Efficacy of JAK1/2 inhibitors in AGS genes-related interferonopathies: A multicenter retrospective observational study with treated vs untreated comparison

Aicardi-Goutières syndrome (AGS) and genes-related interferonopathies are a group of multisystem disorders involving the central nervous system, caused by pathogenic variants in genes regulating nucleic acid metabolism and type I interferon signaling, leading to chronic interferon overproduction.This retrospective multicenter study analyzed the efficacy and safety of Janus kinase 1/2 (JAK1/2) inhibitors in 12 patients treated with Baricitinib or Ruxolitinib, compared with 20 untreated patients.Treatment showed improvement in immunological and dermatological symptoms, while the impact on neurological manifestations was limited and heterogeneous, with greater benefits in patients with mild or intermediate phenotypes and earlier treatment initiation.
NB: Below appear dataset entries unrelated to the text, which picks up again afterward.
//! Authentication orchestration: challenge, proof, submit, poll, redeem.
//!
//! Both credential kinds run the same six-step flow; only the proof step
//! differs. A timed-out poll is never resumed — the caller restarts from a
//! fresh challenge.

use base64::Engine as _;
use base64::engine::general_purpose::URL_SAFE_NO_PAD;
use chrono::{DateTime, Duration, Utc};
use quick_xml::Writer;
use quick_xml::events::{BytesEnd, BytesStart, BytesText, Event};
use serde::{Deserialize, Serialize};
use std::io::Cursor;
use zeroize::Zeroizing;

use crate::api::{ContextIdentifier, ExchangeApi, TokenProofRequest};
use crate::clock::Clock;
use crate::crypto::keystore::AtRestCipher;
use crate::crypto::public_key_cache::PublicKeyCache;
use crate::crypto::token::encrypt_auth_token;
use crate::crypto::xmldsig::sign_auth_request;
use crate::environment::Environment;
use crate::error::KsefError;

const POLL_INTERVAL: std::time::Duration = std::time::Duration::from_secs(1);
const POLL_TIMEOUT_SECS: i64 = 120;
const FALLBACK_TOKEN_TTL_MINUTES: i64 = 15;

const PROCESSING_IN_PROGRESS: i32 = 100;
const PROCESSING_DONE: i32 = 200;

/// Exchange credential for one counterparty. Exactly one is active at a
/// time; the certificate variant keeps its private key encrypted at rest.
#[derive(Debug, Clone, Serialize, Deserialize)]
#[serde(tag = "method", rename_all = "camelCase")]
pub enum Credential {
    /// Long-lived exchange API token.
    Token { token: String },
    /// Qualified certificate with an at-rest encrypted private key
    /// (see [`AtRestCipher`]).
    Certificate {
        certificate_pem: String,
        private_key_pem_encrypted: String,
    },
}

/// Short-lived token pair from one successful authentication. Never
/// persisted; discarded with the operation that produced it.
#[derive(Debug, Clone)]
pub struct AuthTokens {
    pub access_token: String,
    pub refresh_token: String,
    pub access_token_expires_at: DateTime<Utc>,
}

/// Drive the full authentication flow against the exchange.
pub(crate) async fn run_auth_flow(
    api: &dyn ExchangeApi,
    cache: &PublicKeyCache,
    clock: &dyn Clock,
    environment: Environment,
    tax_id: &str,
    credential: &Credential,
    at_rest: Option<&AtRestCipher>,
) -> Result<AuthTokens, KsefError> {
    // Step 1: challenge.
    let challenge_resp = api.auth_challenge(tax_id).await?;
    let challenge = challenge_resp
        .challenge
        .ok_or_else(|| KsefError::Protocol("challenge response without challenge".into()))?;
    let timestamp = challenge_resp
        .timestamp
        .ok_or_else(|| KsefError::Protocol("challenge response without timestamp".into()))?;
    let timestamp_ms = challenge_timestamp_ms(&timestamp)?;

    // Steps 2-3: proof, per credential kind.
    let submitted = match credential {
        Credential::Token { token } => {
            let public_key = cache
                .get_public_key(environment, || api.certificate_list())
                .await?;
            let encrypted_token = encrypt_auth_token(token, timestamp_ms, &public_key)?;
            api.submit_token_proof(&TokenProofRequest {
                challenge: challenge.clone(),
                context_identifier: ContextIdentifier::nip(tax_id),
                encrypted_token,
            })
            .await?
        }
        Credential::Certificate {
            certificate_pem,
            private_key_pem_encrypted,
        } => {
            let cipher = at_rest.ok_or_else(|| {
                KsefError::MissingEncryptionKey(
                    "certificate credential requires the at-rest cipher".into(),
                )
            })?;
            // Key material lives only for this signing call.
            let private_key_pem = Zeroizing::new(cipher.decrypt(private_key_pem_encrypted)?);
            let request_xml = build_auth_request_xml(&challenge, tax_id)?;
            let signed = sign_auth_request(&request_xml, certificate_pem, &private_key_pem)?;
            api.submit_signature_proof(signed.as_bytes()).await?
        }
    };
    let reference_number = submitted
        .reference_number
        .ok_or_else(|| KsefError::Protocol("proof submission returned no reference number".into()))?;

    // Step 4: poll until terminal, 1s spacing, 2 minute wall-clock budget.
    let poll_started = clock.now();
    loop {
        let status = api.auth_status(&reference_number).await?;
        match status.processing_code {
            Some(PROCESSING_DONE) => break,
            Some(PROCESSING_IN_PROGRESS) => {}
            Some(code) => {
                return Err(KsefError::Processing {
                    code,
                    description: status.processing_description.unwrap_or_default(),
                });
            }
            None => {
                return Err(KsefError::Protocol(
                    "authentication status without processing code".into(),
                ));
            }
        }

        let elapsed = clock.now() - poll_started;
        if elapsed >= Duration::seconds(POLL_TIMEOUT_SECS) {
            return Err(KsefError::Timeout {
                elapsed_secs: elapsed.num_seconds(),
            });
        }
        clock.sleep(POLL_INTERVAL).await;
    }

    // Step 5: redeem, exactly once — the exchange rejects a second redeem.
    let redeemed = api.redeem_tokens(&reference_number).await?;
    let access_token = redeemed
        .access_token
        .ok_or_else(|| KsefError::Protocol("token redemption returned no access token".into()))?;
    let refresh_token = redeemed
        .refresh_token
        .ok_or_else(|| KsefError::Protocol("token redemption returned no refresh token".into()))?;

    // Step 6: expiry from the token's own claim, with a fixed fallback.
    let access_token_expires_at = derive_expiry(&access_token, clock.now());

    tracing::debug!(environment = %environment, "authentication completed");
    Ok(AuthTokens {
        access_token,
        refresh_token,
        access_token_expires_at,
    })
}

/// Normalize the challenge timestamp: epoch milliseconds or RFC 3339.
fn challenge_timestamp_ms(value: &serde_json::Value) -> Result<i64, KsefError> {
    if let Some(ms) = value.as_i64() {
        return Ok(ms);
    }
    if let Some(text) = value.as_str() {
        return DateTime::parse_from_rfc3339(text)
            .map(|dt| dt.timestamp_millis())
            .map_err(|e| KsefError::Protocol(format!("unparseable challenge timestamp: {e}")));
    }
    Err(KsefError::Protocol(format!(
        "challenge timestamp has unexpected type: {value}"
    )))
}

/// Expiry from the access token's JWT `exp` claim (seconds since epoch),
/// falling back to a fixed TTL when the token is opaque or malformed.
fn derive_expiry(access_token: &str, now: DateTime<Utc>) -> DateTime<Utc> {
    let claims = access_token.split('.').nth(1);
    let exp = claims
        .and_then(|segment| URL_SAFE_NO_PAD.decode(segment).ok())
        .and_then(|bytes| serde_json::from_slice::<serde_json::Value>(&bytes).ok())
        .and_then(|json| json.get("exp").and_then(serde_json::Value::as_i64))
        .and_then(|secs| DateTime::from_timestamp(secs, 0));
    exp.unwrap_or_else(|| now + Duration::minutes(FALLBACK_TOKEN_TTL_MINUTES))
}

/// The XML assertion signed for certificate-based authentication: the
/// server challenge echoed together with the caller's identifier.
fn build_auth_request_xml(challenge: &str, tax_id: &str) -> Result<String, KsefError> {
    let mut w = Writer::new(Cursor::new(Vec::new()));
    let mut root = BytesStart::new("AuthTokenRequest");
    root.push_attribute(("xmlns", "http://ksef.mf.gov.pl/auth/token/2.0"));

    let wio = |e: std::io::Error| KsefError::Xml(format!("XML write error: {e}"));

    w.write_event(Event::Start(root)).map_err(wio)?;
    w.write_event(Event::Start(BytesStart::new("Challenge"))).map_err(wio)?;
    w.write_event(Event::Text(BytesText::new(challenge))).map_err(wio)?;
    w.write_event(Event::End(BytesEnd::new("Challenge"))).map_err(wio)?;
    w.write_event(Event::Start(BytesStart::new("ContextIdentifier")))
        .map_err(wio)?;
    w.write_event(Event::Start(BytesStart::new("Nip"))).map_err(wio)?;
    w.write_event(Event::Text(BytesText::new(tax_id))).map_err(wio)?;
    w.write_event(Event::End(BytesEnd::new("Nip"))).map_err(wio)?;
    w.write_event(Event::End(BytesEnd::new("ContextIdentifier")))
        .map_err(wio)?;
    w.write_event(Event::End(BytesEnd::new("AuthTokenRequest")))
        .map_err(wio)?;

    String::from_utf8(w.into_inner().into_inner())
        .map_err(|e| KsefError::Xml(format!("XML UTF-8 error: {e}")))
}
fn start<'a>(name: &'a str, attrs: &[(&str, &str)]) -> BytesStart<'a> {
    let mut elem = BytesStart::new(name);
    for (k, v) in attrs {
        elem.push_attribute((*k, *v));
    }
    elem
}

fn text_element(
    w: &mut Writer<Cursor<Vec<u8>>>,
    name: &str,
    text: &str,
) -> Result<(), KsefError> {
    w.write_event(Event::Start(BytesStart::new(name))).map_err(wio)?;
    w.write_event(Event::Text(BytesText::new(text))).map_err(wio)?;
    w.write_event(Event::End(BytesEnd::new(name))).map_err(wio)?;
    Ok(())
}

/// Empty element written as start+end, the form exclusive C14N produces.
fn empty_element(
    w: &mut Writer<Cursor<Vec<u8>>>,
    name: &str,
    attrs: &[(&str, &str)],
) -> Result<(), KsefError> {
    w.write_event(Event::Start(start(name, attrs))).map_err(wio)?;
    w.write_event(Event::End(BytesEnd::new(name))).map_err(wio)?;
    Ok(())
}
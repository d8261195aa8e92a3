#[cfg(test)]
mod tests {
    use chrono::{DateTime, Duration, TimeZone, Utc};
    use parlor::config::DatabaseConfig;
    use parlor::db::connection;
    use parlor::db::service::DbService;
    use parlor::db::{
        ChatMessage, Conversation, DbPool, DuckDbStore, HistoryStore, MessageStatus, Role,
        StoreError, Subscription,
    };
    use std::time::Duration as StdDuration;

    // In memory database just for tests
    fn get_test_db() -> DbPool {
        let config = DatabaseConfig {
            path: ":memory:".to_string(),
        };
        connection::get_connection(&config).unwrap()
    }

    fn base_time() -> DateTime<Utc> {
        Utc.with_ymd_and_hms(2025, 3, 14, 9, 26, 53).unwrap()
    }

    fn message_at(owner: &str, body: &str, role: Role, offset_secs: i64) -> ChatMessage {
        let mut message = ChatMessage::new(owner, body, role, MessageStatus::Sent);
        message.sent_at = base_time() + Duration::seconds(offset_secs);
        message
    }

    async fn next_snapshot(sub: &mut Subscription) -> Vec<ChatMessage> {
        tokio::time::timeout(StdDuration::from_secs(2), sub.next())
            .await
            .expect("snapshot did not arrive")
            .expect("subscription closed")
            .expect("snapshot was an error")
    }

    #[test]
    fn test_message_lifecycle() {
        let pool = get_test_db();
        let conn = pool.lock().unwrap();

        // 1. Insert out of order, plus one message for someone else
        let late = DbService::insert_message(&conn, &message_at("u1", "third", Role::User, 30)).unwrap();
        let early = DbService::insert_message(&conn, &message_at("u1", "first", Role::User, 10)).unwrap();
        DbService::insert_message(&conn, &message_at("u1", "second", Role::Assistant, 20)).unwrap();
        DbService::insert_message(&conn, &message_at("u2", "other", Role::User, 0)).unwrap();
        assert_ne!(late, early);

        // 2. Fetch only u1, oldest first
        let history = DbService::get_messages_for_owner(&conn, "u1").unwrap();
        let bodies: Vec<&str> = history.iter().map(|m| m.body.as_str()).collect();
        assert_eq!(bodies, vec!["first", "second", "third"]);
        assert_eq!(history[0].id.as_deref(), Some(early.as_str()));
        assert_eq!(history[1].role, Role::Assistant);
        assert!(history.iter().all(|m| m.owner_id == "u1"));

        // 3. Delete only touches the owner
        let deleted = DbService::delete_messages_for_owner(&conn, "u1").unwrap();
        assert_eq!(deleted, 3);
        assert!(DbService::get_messages_for_owner(&conn, "u1").unwrap().is_empty());
        assert_eq!(DbService::get_messages_for_owner(&conn, "u2").unwrap().len(), 1);
    }

    #[test]
    fn test_timestamp_and_status_round_trip() {
        let pool = get_test_db();
        let conn = pool.lock().unwrap();

        let mut message = ChatMessage::new("u1", "sorry", Role::Assistant, MessageStatus::Error);
        message.sent_at = base_time() + Duration::microseconds(123_456);
        let mut whole_second = ChatMessage::new("u1", "hello", Role::User, MessageStatus::Sending);
        whole_second.sent_at = base_time() - Duration::seconds(1);

        DbService::insert_message(&conn, &message).unwrap();
        DbService::insert_message(&conn, &whole_second).unwrap();

        let history = DbService::get_messages_for_owner(&conn, "u1").unwrap();
        assert_eq!(history.len(), 2);
        assert_eq!(history[0].sent_at, whole_second.sent_at);
        assert_eq!(history[0].status, MessageStatus::Sending);
        assert_eq!(history[1].sent_at, message.sent_at);
        assert_eq!(history[1].status, MessageStatus::Error);
        assert_eq!(history[1].role, Role::Assistant);
    }

    #[tokio::test]
    async fn test_store_rejects_incomplete_messages() {
        let store = DuckDbStore::new(get_test_db());

        let empty_body = ChatMessage::new("u1", "", Role::User, MessageStatus::Sending);
        assert!(matches!(
            store.append(&empty_body).await,
            Err(StoreError::InvalidMessage(_))
        ));

        let no_owner = ChatMessage::new("", "hi", Role::User, MessageStatus::Sending);
        assert!(matches!(
            store.append(&no_owner).await,
            Err(StoreError::InvalidMessage(_))
        ));

        assert!(store.list("u1").unwrap().is_empty());
    }

    #[tokio::test]
    async fn test_live_query_redelivers_full_snapshot() {
        let store = DuckDbStore::new(get_test_db());
        store.append(&message_at("u1", "already there", Role::User, 0)).await.unwrap();

        let mut sub = store.subscribe("u1").await.unwrap();
        let initial = next_snapshot(&mut sub).await;
        assert_eq!(initial.len(), 1);

        let id = store.append(&message_at("u1", "reply", Role::Assistant, 5)).await.unwrap();
        let second = next_snapshot(&mut sub).await;
        assert_eq!(second.len(), 2);
        assert_eq!(second[1].id.as_deref(), Some(id.as_str()));
        assert_eq!(second[1].body, "reply");

        // Another owner's write does not produce a snapshot for u1
        store.append(&message_at("u2", "elsewhere", Role::User, 1)).await.unwrap();
        store.append(&message_at("u1", "earliest", Role::User, -5)).await.unwrap();
        let third = next_snapshot(&mut sub).await;
        let bodies: Vec<&str> = third.iter().map(|m| m.body.as_str()).collect();
        assert_eq!(bodies, vec!["earliest", "already there", "reply"]);
    }

    #[tokio::test]
    async fn test_purge_notifies_live_query() {
        let store = DuckDbStore::new(get_test_db());
        store.append(&message_at("u1", "one", Role::User, 0)).await.unwrap();

        let mut sub = store.subscribe("u1").await.unwrap();
        assert_eq!(next_snapshot(&mut sub).await.len(), 1);

        assert_eq!(store.purge("u1").unwrap(), 1);
        assert!(next_snapshot(&mut sub).await.is_empty());
    }

    #[test]
    fn test_undecodable_rows_are_errors() {
        let pool = get_test_db();
        let conn = pool.lock().unwrap();

        conn.execute_batch(
            "INSERT INTO messages VALUES ('bad-role', 'u1', 'hi', 'system', 'sent', TIMESTAMP '2025-03-14 09:26:53');
             INSERT INTO messages VALUES ('bad-status', 'u2', 'hi', 'user', 'bogus', TIMESTAMP '2025-03-14 09:26:53');
             INSERT INTO messages VALUES ('bad-time', 'u3', 'hi', 'user', 'sent', 'infinity'::TIMESTAMP);",
        )
        .unwrap();

        for owner in ["u1", "u2", "u3"] {
            assert!(
                DbService::get_messages_for_owner(&conn, owner).is_err(),
                "row for {} decoded",
                owner
            );
        }
    }

    #[tokio::test]
    async fn test_live_query_reports_undecodable_rows() {
        let pool = get_test_db();
        let store = DuckDbStore::new(pool.clone());
        store.append(&message_at("u1", "fine", Role::User, 0)).await.unwrap();

        let mut sub = store.subscribe("u1").await.unwrap();
        assert_eq!(next_snapshot(&mut sub).await.len(), 1);

        {
            let conn = pool.lock().unwrap();
            conn.execute_batch(
                "INSERT INTO messages VALUES ('x', 'u1', 'hi', 'system', 'bogus', TIMESTAMP '2025-03-14 09:26:53')",
            )
            .unwrap();
        }
        store.append(&message_at("u1", "trigger", Role::User, 1)).await.unwrap();

        let delivered = tokio::time::timeout(StdDuration::from_secs(2), sub.next())
            .await
            .expect("snapshot did not arrive")
            .expect("subscription closed");
        assert!(matches!(delivered, Err(StoreError::SubscriptionFailed(_))));

        assert!(matches!(store.list("u1"), Err(StoreError::PersistenceFailed(_))));
        assert!(matches!(
            store.subscribe("u1").await,
            Err(StoreError::SubscriptionFailed(_))
        ));
    }

    #[test]
    fn test_save_conversation() {
        let store = DuckDbStore::new(get_test_db());
        let messages = vec![
            message_at("u1", "answer", Role::Assistant, 20),
            message_at("u1", "question", Role::User, 10),
        ];

        // 1. Dates come from the oldest and newest message
        let first = Conversation::from_messages("u1", messages, Some("Rust questions".to_string()));
        assert_eq!(first.created_at, base_time() + Duration::seconds(10));
        assert_eq!(first.last_activity, base_time() + Duration::seconds(20));
        assert_eq!(first.messages[0].body, "question");

        let first_id = store.save_conversation(&first).unwrap();
        let later = Conversation {
            last_activity: base_time() + Duration::seconds(90),
            ..Conversation::from_messages("u1", vec![message_at("u1", "again", Role::User, 90)], None)
        };
        store.save_conversation(&later).unwrap();

        // 2. Read back, most recent first, with messages intact
        let saved = store.conversations("u1").unwrap();
        assert_eq!(saved.len(), 2);
        assert_eq!(saved[0].title, None);
        assert_eq!(saved[1].id.as_deref(), Some(first_id.as_str()));
        assert_eq!(saved[1].title.as_deref(), Some("Rust questions"));
        assert_eq!(saved[1].messages, first.messages);
        assert_eq!(saved[1].created_at, first.created_at);

        // 3. Saving does not touch the live history and needs an owner
        assert!(store.list("u1").unwrap().is_empty());
        assert!(store.conversations("u2").unwrap().is_empty());
        let orphan = Conversation::from_messages("", Vec::new(), Some("  ".to_string()));
        assert_eq!(orphan.title, None);
        assert!(matches!(
            store.save_conversation(&orphan),
            Err(StoreError::InvalidMessage(_))
        ));
    }
}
Neuroroimaging analyses in untreated patients showed radiological improvements equal to or greater than those treated, raising doubts about the true impact of JAK 1/2 inhibitors on the neuroradiological course. Adverse events were rare and mild, confirming the favorable safety profile of this treatment. The results suggest that the pathogenetic complexity of AGS goes beyond the JAK-STAT pathway, highlighting the need for larger prospective studies to identify subgroups most likely to benefit from this therapeutic approach and to refine treatment strategies.